■ PROBLEM REQUIREMENTS
Show each line of the listing in which the word "odata" occurs.

■ SOURCE MATERIAL
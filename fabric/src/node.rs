//! Nodes of the simulated fabric.
//!
//! A [Node] owns the subnet-management attributes of a switch or channel adapter and
//! the attribute processors registered on it. All of its mutable state sits behind a
//! single lock; the only state touched without it are the per-port [PortCounters],
//! which are atomics so that traversing a link can credit the far end without taking a
//! second node lock.

use crate::{
    dispatcher::Submitter,
    mad::{attribute, class, method, Mad, Notice, Payload},
    port::{CounterSnapshot, ErrorProfile, PhysState, PortCounters, PortInfo, PortState},
    processor::{Context, Filter, Outgoing, Processor},
    random::Random,
    routing::{RouteError, Traversal},
    Error, Fabric,
};
use futures::channel::mpsc;
use serde::{Deserialize, Serialize};
use std::{
    collections::BTreeMap,
    fmt,
    num::NonZeroU32,
    sync::{
        atomic::{AtomicU64, Ordering},
        Arc, Mutex,
    },
};
use tracing::{debug, info, trace};

/// Entries in a linear forwarding table block.
pub const LFT_BLOCK_SIZE: usize = 64;

/// Entries in a multicast forwarding table block.
pub const MFT_BLOCK_SIZE: usize = 32;

/// Entries in a P_Key table block.
pub const PKEY_BLOCK_SIZE: usize = 32;

/// Entries in a GUIDInfo block.
pub const GUID_BLOCK_SIZE: usize = 8;

/// Entries in a VL arbitration table block.
pub const VL_ARB_BLOCK_SIZE: usize = 32;

/// Number of VL arbitration blocks (low priority 1-2, high priority 3-4).
pub const VL_ARB_BLOCKS: usize = 4;
//! Error types for aw-core

use thiserror::Error;

/// Main error type for aw-core
#[derive(Error, Debug)]
pub enum Error {
    #[error("Configuration error: {0}")]
    Config(String),

    #[error("IO error: {0}")]
    Io(#[from] std::io::Error),
}

/// Result type alias for aw-core
pub type Result<T> = std::result::Result<T, Error>;
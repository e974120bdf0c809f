//! Command pipelines
//!
//! Wires the client crates together: each command builds its clients from
//! the loaded configuration, runs the fetch/transform/export steps, and
//! prints a one-line result for the operator.

use std::path::Path;

use aw_core::Config;
use aw_graph::{export_messages, GraphClient};
use aw_llm::{DialogueStyle, LlmClient};
use aw_voice::{
    combine_and_export, parse_script, MixOptions, Synthesizer, TtsClient, TtsConfig,
    VoiceBinding,
};
use aw_wiki::WikiClient;
use tracing::{info, warn};

/// Article excerpt length fed to the script generator
const ARTICLE_MAX_CHARS: usize = 2000;

/// Export every message in a Teams channel, resolved from its deep link.
pub async fn run_extract(
    config: &Config,
    channel_url: &str,
    out: Option<&str>,
) -> anyhow::Result<()> {
    let client = GraphClient::new(&config.graph)?;
    let messages = client.extract_from_channel_url(channel_url).await?;

    let path = out.unwrap_or(&config.output.messages_path);
    export_messages(Path::new(path), &messages)?;

    println!("Exported {} messages to {}", messages.len(), path);
    Ok(())
}

/// Export a user's entire chat history.
pub async fn run_chats(config: &Config, user_id: &str, out: Option<&str>) -> anyhow::Result<()> {
    let client = GraphClient::new(&config.graph)?;
    let messages = client.user_chat_messages(user_id).await?;

    let path = out.unwrap_or(&config.output.messages_path);
    export_messages(Path::new(path), &messages)?;

    println!("Exported {} messages to {}", messages.len(), path);
    Ok(())
}

/// Generate a two-host radio show from a Wikipedia article.
///
/// `subject` is either an article title or a full Wikipedia URL.
pub async fn run_radio(
    config: &Config,
    subject: &str,
    style: DialogueStyle,
    out: Option<&str>,
) -> anyhow::Result<()> {
    let title = resolve_title(subject)?;
    info!("Generating a {} radio show about '{}'", style.name(), title);

    let wiki = WikiClient::new()?;
    let article = wiki.fetch_article(&title, ARTICLE_MAX_CHARS).await?;

    let llm = LlmClient::new(&config.llm)?;
    let script = llm.generate_script(&article, style).await?;

    let segments = parse_script(&script);
    if segments.is_empty() {
        anyhow::bail!("Generated script contained no speaker-labeled dialogue");
    }
    info!("Script parsed into {} dialogue segments", segments.len());

    let tts = TtsClient::new(TtsConfig::from_speech(&config.speech))?;
    let voices = VoiceBinding {
        host_a: config.speech.voice_a.clone(),
        host_b: config.speech.voice_b.clone(),
    };
    let run = Synthesizer::new(&tts, &voices)
        .synthesize_segments(&segments)
        .await?;
    if run.is_partial() {
        warn!(
            "{} of {} segments failed to synthesize; the show will have gaps",
            run.failed.len(),
            run.attempted
        );
    }

    let path = out.unwrap_or(&config.output.audio_path);
    let options = MixOptions {
        gap_ms: config.output.gap_ms,
    };
    let report = combine_and_export(&run.clips, Path::new(path), &options)?;

    if report.degraded {
        println!(
            "Radio show written to {} ({} clips concatenated, ~{:.0}s estimated)",
            report.path.display(),
            report.clip_count,
            report.duration_secs
        );
    } else {
        println!(
            "Radio show written to {} ({:.1}s, {} clips)",
            report.path.display(),
            report.duration_secs,
            report.clip_count
        );
    }
    Ok(())
}

/// Resolve the article title from a title-or-URL subject.
fn resolve_title(subject: &str) -> anyhow::Result<String> {
    if subject.starts_with("http://") || subject.starts_with("https://") {
        return aw_wiki::title_from_url(subject)
            .ok_or_else(|| anyhow::anyhow!("Not a Wikipedia article URL: {}", subject));
    }
    Ok(subject.to_string())
}

#[cfg(test)]
mod tests {
    use super::*;

    #[test]
    fn test_resolve_title_passes_plain_titles_through() {
        assert_eq!(resolve_title("Mumbai Indians").unwrap(), "Mumbai Indians");
    }

    #[test]
    fn test_resolve_title_from_url() {
        assert_eq!(
            resolve_title("https://en.wikipedia.org/wiki/Mumbai_Indians").unwrap(),
            "Mumbai Indians"
        );
    }

    #[test]
    fn test_resolve_title_rejects_non_wiki_urls() {
        assert!(resolve_title("https://example.com/article").is_err());
    }
}
//! Cursor-following pagination for Graph collection endpoints
//!
//! Graph collection responses carry their records in a `value` array and,
//! when more pages remain, a full continuation URL in `@odata.nextLink`.
//! Fetching walks that chain until the field is absent.

use reqwest::Client;
use serde_json::Value;
use tracing::{debug, warn};

use crate::error::{body_snippet, GraphError, Result};

/// Records carried by one page. A missing or non-array `value` field
/// yields an empty batch.
fn page_records(body: &Value) -> Vec<Value> {
    body.get("value")
        .and_then(Value::as_array)
        .cloned()
        .unwrap_or_default()
}

/// Continuation URL for the next page.
///
/// A continuation field that is present but not a string is treated as
/// "no more pages" rather than an error.
fn next_link(body: &Value) -> Option<String> {
    body.get("@odata.nextLink")
        .and_then(Value::as_str)
        .map(str::to_string)
}

/// Fetch every page of a Graph collection, concatenating the `value`
/// arrays in fetch order.
///
/// `first_page_query` is sent only with the first request; continuation
/// URLs already embed the original parameters, so they are never resent.
/// Any non-success status or transport failure aborts the whole fetch
/// with no partial result.
pub async fn fetch_all_pages(
    client: &Client,
    first_url: &str,
    access_token: &str,
    first_page_query: &[(&str, String)],
) -> Result<Vec<Value>> {
    let mut records = Vec::new();
    let mut url = first_url.to_string();
    let mut first_query = Some(first_page_query);
    let mut pages = 0usize;

    loop {
        let mut request = client.get(&url).bearer_auth(access_token);
        if let Some(params) = first_query.take() {
            if !params.is_empty() {
                request = request.query(params);
            }
        }

        let response = request.send().await?;
        let status = response.status();
        let body_text = response.text().await?;

        if !status.is_success() {
            warn!("Graph request failed: {} - {}", status, body_text);
            return Err(GraphError::Transport {
                status: status.as_u16(),
                body: body_snippet(&body_text),
            });
        }

        let body: Value = serde_json::from_str(&body_text)?;
        let page = page_records(&body);
        pages += 1;
        debug!("Page {}: {} records", pages, page.len());
        records.extend(page);

        match next_link(&body) {
            Some(next) => url = next,
            None => break,
        }
    }

    debug!("Pagination complete: {} records over {} pages", records.len(), pages);
    Ok(records)
}

#[cfg(test)]
mod tests {
    use super::*;
    use serde_json::json;

    #[test]
    fn test_page_records_preserves_order() {
        let body = json!({ "value": [{"id": "1"}, {"id": "2"}, {"id": "3"}] });
        let records = page_records(&body);
        let ids: Vec<&str> = records.iter().filter_map(|r| r["id"].as_str()).collect();
        assert_eq!(ids, vec!["1", "2", "3"]);
    }

    #[test]
    fn test_page_records_missing_value() {
        assert!(page_records(&json!({})).is_empty());
    }

    #[test]
    fn test_page_records_non_array_value() {
        assert!(page_records(&json!({ "value": "oops" })).is_empty());
    }

    #[test]
    fn test_next_link_present() {
        let body = json!({ "@odata.nextLink": "https://graph.microsoft.com/v1.0/next" });
        assert_eq!(
            next_link(&body).as_deref(),
            Some("https://graph.microsoft.com/v1.0/next")
        );
    }

    #[test]
    fn test_next_link_absent() {
        assert_eq!(next_link(&json!({ "value": [] })), None);
    }

    #[test]
    fn test_next_link_null() {
        assert_eq!(next_link(&json!({ "@odata.nextLink": null })), None);
    }

    #[test]
    fn test_next_link_malformed_stops_pagination() {
        // A non-string continuation field means "no more pages", not an error.
        assert_eq!(next_link(&json!({ "@odata.nextLink": 42 })), None);
        assert_eq!(next_link(&json!({ "@odata.nextLink": ["a"] })), None);
    }
}
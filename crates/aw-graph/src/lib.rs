//! aw-graph: Microsoft Graph (Teams) message extraction
//!
//! Parses Teams channel deep links, follows `@odata.nextLink` pagination,
//! and aggregates channel or user chat messages into a JSON artifact.

pub mod deeplink;
pub mod error;
pub mod extractor;
pub mod paginate;

pub use deeplink::{parse_channel_link, ChannelLink};
pub use error::{GraphError, Result};
pub use extractor::{export_messages, GraphClient};
pub use paginate::fetch_all_pages;
//! Error types for aw-wiki

use thiserror::Error;

/// aw-wiki error type
#[derive(Error, Debug)]
pub enum WikiError {
    #[error("HTTP request failed: {0}")]
    Http(#[from] reqwest::Error),

    #[error("Wikipedia API returned {status}: {body}")]
    Api { status: u16, body: String },

    #[error("Article not found: {0}")]
    NotFound(String),

    #[error("JSON error: {0}")]
    Json(#[from] serde_json::Error),
}

/// Result type alias
pub type Result<T> = std::result::Result<T, WikiError>;
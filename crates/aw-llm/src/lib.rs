//! aw-llm: dialogue script generation
//!
//! OpenAI-compatible chat completion client (Groq by default) plus the
//! radio-show prompt that yields a `Person A:` / `Person B:` script.

pub mod client;
pub mod error;
pub mod prompt;
pub mod types;

pub use client::LlmClient;
pub use error::{LlmError, Result};
pub use prompt::{dialogue_prompt, system_prompt, DialogueStyle};
pub use types::{ChatCompletionRequest, ChatCompletionResponse, ChatMessage};
//! Error types for aw-llm

use thiserror::Error;

/// aw-llm error type
#[derive(Error, Debug)]
pub enum LlmError {
    #[error("LLM API key is not configured")]
    CredentialMissing,

    #[error("HTTP request failed: {0}")]
    Http(#[from] reqwest::Error),

    #[error("LLM API returned {status}: {body}")]
    Api { status: u16, body: String },

    #[error("LLM response contained no choices")]
    EmptyResponse,

    #[error("JSON error: {0}")]
    Json(#[from] serde_json::Error),
}

/// Result type alias
pub type Result<T> = std::result::Result<T, LlmError>;
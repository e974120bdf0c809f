//! aw-core: airwave core library
//!
//! Shared configuration and error types for the airwave pipelines.

pub mod config;
pub mod error;

pub use config::{Config, GraphConfig, LlmConfig, OutputConfig, SpeechConfig, SpeechProvider};
pub use error::{Error, Result};
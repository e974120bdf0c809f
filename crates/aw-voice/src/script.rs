//! Dialogue script segmentation
//!
//! Splits a turn-taking transcript into ordered `(speaker, text)` segments
//! by speaker-label prefix matching. A label line closes the open segment
//! and starts a new one; other non-empty lines extend the open segment;
//! lines before the first label are dropped.

/// One of the two dialogue hosts
#[derive(Debug, Clone, Copy, PartialEq, Eq)]
pub enum Speaker {
    HostA,
    HostB,
}

impl Speaker {
    /// The label prefix that marks this speaker's lines in a script.
    pub fn label(&self) -> &'static str {
        match self {
            Self::HostA => "Person A:",
            Self::HostB => "Person B:",
        }
    }
}

impl std::fmt::Display for Speaker {
    fn fmt(&self, f: &mut std::fmt::Formatter<'_>) -> std::fmt::Result {
        match self {
            Self::HostA => write!(f, "Person A"),
            Self::HostB => write!(f, "Person B"),
        }
    }
}

/// One contiguous span of transcript attributed to a single speaker
#[derive(Debug, Clone, PartialEq, Eq)]
pub struct DialogueSegment {
    pub speaker: Speaker,
    pub text: String,
}

/// Parse a script into ordered dialogue segments.
///
/// Empty input or input without any recognized label yields an empty vec;
/// callers treat an empty result as a pipeline-abort condition.
pub fn parse_script(script: &str) -> Vec<DialogueSegment> {
    let mut segments = Vec::new();
    let mut current: Option<(Speaker, Vec<String>)> = None;

    for line in script.lines() {
        let line = line.trim();
        if line.is_empty() {
            continue;
        }

        if let Some((speaker, rest)) = match_label(line) {
            if let Some((prev, pieces)) = current.take() {
                segments.push(DialogueSegment {
                    speaker: prev,
                    text: pieces.join(" "),
                });
            }
            let mut pieces = Vec::new();
            if !rest.is_empty() {
                pieces.push(rest.to_string());
            }
            current = Some((speaker, pieces));
        } else if let Some((_, pieces)) = current.as_mut() {
            pieces.push(line.to_string());
        }
        // No open segment yet: the line precedes the first label, drop it.
    }

    if let Some((speaker, pieces)) = current {
        segments.push(DialogueSegment {
            speaker,
            text: pieces.join(" "),
        });
    }

    segments
}

fn match_label(line: &str) -> Option<(Speaker, &str)> {
    for speaker in [Speaker::HostA, Speaker::HostB] {
        if let Some(rest) = line.strip_prefix(speaker.label()) {
            return Some((speaker, rest.trim()));
        }
    }
    None
}

#[cfg(test)]
mod tests {
    use super::*;

    #[test]
    fn test_basic_two_speakers() {
        let segments = parse_script("Person A: hi\nPerson B: hey\nyaar");
        assert_eq!(
            segments,
            vec![
                DialogueSegment { speaker: Speaker::HostA, text: "hi".to_string() },
                DialogueSegment { speaker: Speaker::HostB, text: "hey yaar".to_string() },
            ]
        );
    }

    #[test]
    fn test_continuation_lines_joined_with_single_spaces() {
        let segments = parse_script("Person A: first\nsecond\nthird\nPerson B: reply");
        assert_eq!(segments[0].text, "first second third");
        assert_eq!(segments[1].text, "reply");
    }

    #[test]
    fn test_blank_lines_skipped() {
        let segments = parse_script("Person A: hello\n\n\nPerson B: world\n\n");
        assert_eq!(segments.len(), 2);
        assert_eq!(segments[0].text, "hello");
        assert_eq!(segments[1].text, "world");
    }

    #[test]
    fn test_leading_unlabeled_lines_dropped() {
        let segments = parse_script("Here is your script:\n\nPerson A: hello");
        assert_eq!(
            segments,
            vec![DialogueSegment { speaker: Speaker::HostA, text: "hello".to_string() }]
        );
    }

    #[test]
    fn test_no_labels_yields_empty() {
        assert!(parse_script("just some prose\nwith lines").is_empty());
        assert!(parse_script("").is_empty());
    }

    #[test]
    fn test_same_speaker_twice() {
        let segments = parse_script("Person A: one\nPerson A: two");
        assert_eq!(segments.len(), 2);
        assert_eq!(segments[0].speaker, Speaker::HostA);
        assert_eq!(segments[1].speaker, Speaker::HostA);
    }

    #[test]
    fn test_idempotent_on_rejoined_output() {
        let script = "Person A: Mumbai Indians won 5 titles.\nThat is the most.\nPerson B: Haan, exactly!\nPerson A: Their scouting is great.";
        let segments = parse_script(script);

        let rejoined = segments
            .iter()
            .map(|s| format!("{} {}", s.speaker.label(), s.text))
            .collect::<Vec<_>>()
            .join("\n");

        assert_eq!(parse_script(&rejoined), segments);
    }
}
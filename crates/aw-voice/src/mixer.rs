//! Audio aggregation and export
//!
//! Decodes each clip, peak-normalizes it, concatenates with a fixed
//! silence gap, re-normalizes the whole track and writes a WAV file. When
//! the clips cannot be decoded (e.g. the provider returned MP3), falls
//! back to raw byte concatenation with a byte-size duration estimate —
//! degraded output always beats failing the pipeline.

use hound::{SampleFormat, WavReader, WavSpec, WavWriter};
use std::io::Cursor;
use std::path::{Path, PathBuf};
use tracing::{info, warn};

use crate::error::{Result, VoiceError};

/// Peak target, -0.1 dBFS
const PEAK_HEADROOM: f32 = 0.9886;

/// Rough encoded-audio bitrate used for the degraded duration estimate
const DEGRADED_BYTES_PER_SEC: f64 = 10_000.0;

/// Mixing options
#[derive(Debug, Clone)]
pub struct MixOptions {
    /// Silence between consecutive clips, in milliseconds
    pub gap_ms: u64,
}

impl Default for MixOptions {
    fn default() -> Self {
        Self { gap_ms: 300 }
    }
}

/// Result of a successful export
#[derive(Debug, Clone)]
pub struct ExportReport {
    pub path: PathBuf,
    /// Total duration in seconds; estimated from byte size on the
    /// degraded path
    pub duration_secs: f64,
    /// True when normalization was skipped and clips were concatenated
    /// byte-for-byte
    pub degraded: bool,
    pub clip_count: usize,
}

struct DecodedClip {
    spec: WavSpec,
    samples: Vec<i16>,
}

/// Combine clips into a single audio file at `path`.
pub fn combine_and_export(
    clips: &[Vec<u8>],
    path: &Path,
    options: &MixOptions,
) -> Result<ExportReport> {
    if clips.is_empty() {
        return Err(VoiceError::NoAudioToExport);
    }

    info!("Combining {} audio clips", clips.len());

    match decode_all(clips) {
        Some(decoded) => export_normalized(decoded, path, options, clips.len()),
        None => {
            warn!("Clips cannot be decoded as 16-bit WAV, falling back to raw concatenation");
            export_raw(clips, path)
        }
    }
}

/// Decode every clip as 16-bit integer WAV with a uniform format.
///
/// Returns `None` (degraded path) when any clip fails to decode, formats
/// differ, or the decoded track would be empty.
fn decode_all(clips: &[Vec<u8>]) -> Option<Vec<DecodedClip>> {
    let decoded: Vec<DecodedClip> = clips
        .iter()
        .map(|bytes| decode_clip(bytes))
        .collect::<Option<_>>()?;

    let spec = decoded.first()?.spec;
    if decoded.iter().any(|clip| clip.spec != spec) {
        return None;
    }
    if decoded.iter().all(|clip| clip.samples.is_empty()) {
        return None;
    }

    Some(decoded)
}

fn decode_clip(bytes: &[u8]) -> Option<DecodedClip> {
    let mut reader = WavReader::new(Cursor::new(bytes)).ok()?;
    let spec = reader.spec();
    if spec.sample_format != SampleFormat::Int || spec.bits_per_sample != 16 {
        return None;
    }

    let samples = reader
        .samples::<i16>()
        .collect::<std::result::Result<Vec<_>, _>>()
        .ok()?;

    Some(DecodedClip { spec, samples })
}

/// Scale samples so the peak sits just below full scale.
fn normalize(samples: &mut [i16]) {
    let peak = samples.iter().map(|s| (*s as i32).abs()).max().unwrap_or(0);
    if peak == 0 {
        return;
    }

    let gain = (i16::MAX as f32 * PEAK_HEADROOM) / peak as f32;
    for sample in samples.iter_mut() {
        let scaled = (*sample as f32 * gain).round();
        *sample = scaled.clamp(i16::MIN as f32, i16::MAX as f32) as i16;
    }
}

fn export_normalized(
    decoded: Vec<DecodedClip>,
    path: &Path,
    options: &MixOptions,
    clip_count: usize,
) -> Result<ExportReport> {
    let spec = decoded[0].spec;
    let gap_samples =
        (spec.sample_rate as u64 * options.gap_ms / 1000) as usize * spec.channels as usize;

    let mut track: Vec<i16> = Vec::new();
    for (i, mut clip) in decoded.into_iter().enumerate() {
        normalize(&mut clip.samples);
        if i > 0 {
            track.resize(track.len() + gap_samples, 0);
        }
        track.extend(clip.samples);
    }

    // Final pass over the whole concatenation for a consistent level.
    normalize(&mut track);

    let mut writer = WavWriter::create(path, spec)
        .map_err(|e| VoiceError::Export(format!("{}: {}", path.display(), e)))?;
    for sample in &track {
        writer
            .write_sample(*sample)
            .map_err(|e| VoiceError::Export(e.to_string()))?;
    }
    writer
        .finalize()
        .map_err(|e| VoiceError::Export(e.to_string()))?;

    let duration_secs = track.len() as f64 / (spec.sample_rate as f64 * spec.channels as f64);
    info!(
        "Audio exported: {} ({:.1}s, {} clips)",
        path.display(),
        duration_secs,
        clip_count
    );

    Ok(ExportReport {
        path: path.to_path_buf(),
        duration_secs,
        degraded: false,
        clip_count,
    })
}

fn export_raw(clips: &[Vec<u8>], path: &Path) -> Result<ExportReport> {
    let bytes = clips.concat();
    std::fs::write(path, &bytes)
        .map_err(|e| VoiceError::Export(format!("{}: {}", path.display(), e)))?;

    let duration_secs = bytes.len() as f64 / DEGRADED_BYTES_PER_SEC;
    info!(
        "Audio exported without normalization: {} (~{:.0}s estimated)",
        path.display(),
        duration_secs
    );

    Ok(ExportReport {
        path: path.to_path_buf(),
        duration_secs,
        degraded: true,
        clip_count: clips.len(),
    })
}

■ SOLUTION TO THIS PROBLEM
//! when more pages remain, a full continuation URL in `@odata.nextLink`.
    body.get("@odata.nextLink")
        let body = json!({ "@odata.nextLink": "https://graph.microsoft.com/v1.0/next" });
        assert_eq!(next_link(&json!({ "@odata.nextLink": null })), None);
        assert_eq!(next_link(&json!({ "@odata.nextLink": 42 })), None);
        assert_eq!(next_link(&json!({ "@odata.nextLink": ["a"] })), None);
//! Parses Teams channel deep links, follows `@odata.nextLink` pagination,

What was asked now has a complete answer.